El Volapié

La espada de Damocles

Timeo de Taormina fue un historiador griego siciliano que entre los siglos cuarto y tercero antes de nuestra era se puso a escribir la Historia de Sicilia. En esta narración nos dejó referida la parábola sobre la espada que encima de su cabeza descubrió el cortesano Damocles cuando intercambió por un día su estatus por el trono del Rey Dionisio el Viejo de Siracusa.
Puede que el filo de aquella espada no fuese figurado y que el sutil hilo del que pendía el acero nunca se quebrase, pero en la actualidad es frecuente que virtuales espadas de Damocles se precipiten sobre nuestras cabezas.

Gobernar es una tarea compleja porque se llega al gobierno desde una opción partidista y se debe gobernar pensando en el interés general que conforman los votantes y los no votantes de dicha opción de gobierno. Mucho más cuando se gobierna en minoría.

El alcalde Esquembre es una persona que cae en gracia a muchísimas de las personas que no lo hemos votado. Entre otras cosas cae bien porque es auténtico y original, un tipo genuino cuando llega al Ayuntamiento con su bici y con su peculiar atuendo, como ha hecho siempre y como debería continuar sin olvidarse de que en la Alcaldía está de paso, porque tan natural será que pierda como que gane las próximas elecciones, que es lo que pasa en las democracias.

Hasta la fecha las únicas impresiones que he cambiado con él han girado en torno a los asuntos taurinos de Villena y cuando se está con él cara a cara transmite una profunda sensación natural de calma y seguridad, sin alardes y sin aspavientos. Esquembre se explica de un modo sereno, directo y sincero, sin ofrecer falsas esperanzas y diciendo que no cuando tiene que decir que no.

Estos peculiares asuntos taurinos villenenses estuvieron a punto de poner sobre su cabeza un estoque de templada muerte porque los que se creen la Guardia Pretoriana del taurinismo local estaban prestos a lanzarse sobre el morrillo del Alcalde tan pronto como autorizase la corrida de toros en virtud de que estaría rompiendo su código ético antitaurino.

Por otro lado, los antitaurinos más hostiles e intolerantes estaban al acecho ante la posibilidad de que el Alcalde hiciese lo más mínimo en pro de la corrida de toros, por aquello que desde el poder deberían evitar el bárbaro espectáculo.

Sin embargo, la primera autoridad local ha podido mantener sus convicciones, los aficionados tendremos festejo, en la plaza se está actuando para solucionar el problema de los corrales y como era costumbre volveremos a tener un cartel de lujo en la extraordinaria corrida de fiestas, merced a la buena gestión del edil Juan Carlos Pedrosa.

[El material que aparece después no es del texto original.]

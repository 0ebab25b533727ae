// SPDX-License-Identifier: Apache-2.0 OR MIT
// Copyright (c) 2025-2026 naskel.com

//! Tag/branch/Call-ID generation, peer address resolution, SIP timers.

use rand::Rng;
use std::net::{SocketAddr, ToSocketAddrs};
use std::time::{Duration, Instant, SystemTime, UNIX_EPOCH};

/// Fixed prefix on locally generated to/from tags.
const TAG_PREFIX: &str = "OBTS";
/// RFC3261 17.2.3 magic cookie plus our prefix.
const BRANCH_PREFIX: &str = "z9hG4bKOBTS";

fn random_letters(prefix: &str) -> String {
    let mut rng = rand::rng();
    let mut s = String::with_capacity(prefix.len() + 16);
    s.push_str(prefix);
    for _ in 0..16 {
        s.push((b'a' + rng.random_range(0..26u8)) as char);
    }
    s
}

/// A new local tag: `OBTS` + 16 lowercase letters.
pub fn make_tag() -> String {
    random_letters(TAG_PREFIX)
}

/// A new via branch, RFC3261-cookie compliant.
pub fn make_branch() -> String {
    random_letters(BRANCH_PREFIX)
}

/// Packs seconds and microseconds into one 32-bit uniquifier.
fn time_uniquifier() -> u32 {
    let now = SystemTime::now()
        .duration_since(UNIX_EPOCH)
        .unwrap_or(Duration::ZERO);
    let sec = now.as_secs() as u32;
    let usec = now.subsec_micros();
    ((sec & 0xffff) << 16) | (usec / 16)
}

/// A globally unique Call-ID: prefix, hex time uniquifier, hex random.
pub fn globally_unique_id(prefix: &str) -> String {
    let r: u32 = rand::rng().random();
    format!("{}{:x}{:x}", prefix, time_uniquifier(), r)
}

/// A resolved peer address. Kept alongside the unresolved name so config
/// changes re-resolve cleanly.
#[derive(Debug, Clone)]
pub struct IpAddressSpec {
    pub name: String,
    pub addr: Option<SocketAddr>,
}

impl IpAddressSpec {
    /// Resolve `host:port`; `provenance` names the config option for the
    /// log message when resolution fails.
    pub fn resolve(name: &str, provenance: &str) -> IpAddressSpec {
        let addr = name.to_socket_addrs().ok().and_then(|mut a| a.next());
        if addr.is_none() {
            log::warn!("[Sip] cannot resolve peer {name} from {provenance}");
        }
        IpAddressSpec {
            name: name.to_string(),
            addr,
        }
    }

    /// All signaling runs over UDP.
    pub fn is_reliable_transport(&self) -> bool {
        false
    }

    pub fn transport_name(&self) -> &'static str {
        "UDP"
    }
}

/// A one-shot/retransmit timer in the RFC3261 style: arm with a limit,
/// poll `expired`, double the period on retransmission.
#[derive(Debug, Clone)]
pub struct SipTimer {
    deadline: Option<Instant>,
    period: Duration,
}

impl SipTimer {
    pub fn new() -> Self {
        SipTimer {
            deadline: None,
            period: Duration::ZERO,
        }
    }

    /// Arm (or re-arm) with the given period.
    pub fn set(&mut self, ms: u64) {
        self.period = Duration::from_millis(ms);
        self.deadline = Some(Instant::now() + self.period);
    }

    /// Arm only if not already running.
    pub fn set_once(&mut self, ms: u64) {
        if self.deadline.is_none() {
            self.set(ms);
        }
    }

    /// Double the period (capped) and re-arm; the retransmission backoff.
    pub fn set_double(&mut self, cap_ms: u64) {
        let next = (self.period.as_millis() as u64 * 2).min(cap_ms).max(1);
        self.set(next);
    }

    pub fn stop(&mut self) {
        self.deadline = None;
    }

    pub fn is_active(&self) -> bool {
        self.deadline.is_some()
    }

    /// True while armed and past the deadline. Stays true until stopped
    /// or re-armed.
    pub fn expired(&self) -> bool {
        self.deadline.is_some_and(|d| Instant::now() >= d)
    }
}

impl Default for SipTimer {
    fn default() -> Self {
        Self::new()
    }
}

A cada uno lo suyo.

Mirándolo desde una perspectiva caballera, este gobierno está ofreciendo muestras interesantes y dando paso a que en nuestra ciudad pueda haber toros cuando corresponda con total naturalidad. Con la misma naturalidad habrá que aceptarlo cuando las circunstancias lo impidan, siempre y cuando estas circunstancias no se deban a un veto político.